> [Task description]
Word for word, return every record.

> [Supplied entries]
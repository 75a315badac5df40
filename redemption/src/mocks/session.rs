//! Mock session store for testing.

use crate::error::{RedeemError, Result};
use crate::providers::SessionStore;
use crate::state::{OwnerId, SessionId, SessionRecord};
use std::collections::HashMap;
use std::sync::{Arc, Mutex};

/// In-memory session store.
#[derive(Debug, Clone, Default)]
pub struct MockSessionStore {
    records: Arc<Mutex<HashMap<(OwnerId, SessionId), SessionRecord>>>,
}

impl MockSessionStore {
    /// Create a new mock session store.
    #[must_use]
    pub fn new() -> Self {
        Self::default()
    }

    /// Seed a record directly, bypassing the guard (for staleness tests).
    ///
    /// # Errors
    ///
    /// Returns error if the lock is poisoned.
    pub fn seed(&self, record: SessionRecord) -> Result<()> {
        let mut guard = self
            .records
            .lock()
            .map_err(|_| RedeemError::Store("session table mutex poisoned".to_string()))?;

        guard.insert((record.owner_id, record.session_id), record);
        Ok(())
    }
}

impl SessionStore for MockSessionStore {
    async fn upsert(&self, record: &SessionRecord) -> Result<()> {
        let mut guard = self
            .records
            .lock()
            .map_err(|_| RedeemError::Store("session table mutex poisoned".to_string()))?;

        guard.insert((record.owner_id, record.session_id), record.clone());
        Ok(())
    }

    async fn list_for_owner(&self, owner_id: &OwnerId) -> Result<Vec<SessionRecord>> {
        let guard = self
            .records
            .lock()
            .map_err(|_| RedeemError::Store("session table mutex poisoned".to_string()))?;

        Ok(guard
            .values()
            .filter(|r| r.owner_id == *owner_id)
            .cloned()
            .collect())
    }
}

> [Written response]
repository 75a315badac5df40
filename redemption/src/mocks/session.rs
//! Mock session store for testing.

use crate::error::{RedeemError, Result};
use crate::providers::SessionStore;
use crate::state::{OwnerId, SessionId, SessionRecord};
use std::collections::HashMap;
use std::sync::{Arc, Mutex};

/// In-memory session store.
#[derive(Debug, Clone, Default)]
pub struct MockSessionStore {
    records: Arc<Mutex<HashMap<(OwnerId, SessionId), SessionRecord>>>,
}

impl MockSessionStore {
    /// Create a new mock session store.
    #[must_use]
    pub fn new() -> Self {
        Self::default()
    }

    /// Seed a record directly, bypassing the guard (for staleness tests).
    ///
    /// # Errors
    ///
    /// Returns error if the lock is poisoned.
    pub fn seed(&self, record: SessionRecord) -> Result<()> {
        let mut guard = self
            .records
            .lock()
            .map_err(|_| RedeemError::Store("session table mutex poisoned".to_string()))?;

        guard.insert((record.owner_id, record.session_id), record);
        Ok(())
    }
}

impl SessionStore for MockSessionStore {
    async fn upsert(&self, record: &SessionRecord) -> Result<()> {
        let mut guard = self
            .records
            .lock()
            .map_err(|_| RedeemError::Store("session table mutex poisoned".to_string()))?;

        guard.insert((record.owner_id, record.session_id), record.clone());
        Ok(())
    }

    async fn list_for_owner(&self, owner_id: &OwnerId) -> Result<Vec<SessionRecord>> {
        let guard = self
            .records
            .lock()
            .map_err(|_| RedeemError::Store("session table mutex poisoned".to_string()))?;

        Ok(guard
            .values()
            .filter(|r| r.owner_id == *owner_id)
            .cloned()
            .collect())
    }
}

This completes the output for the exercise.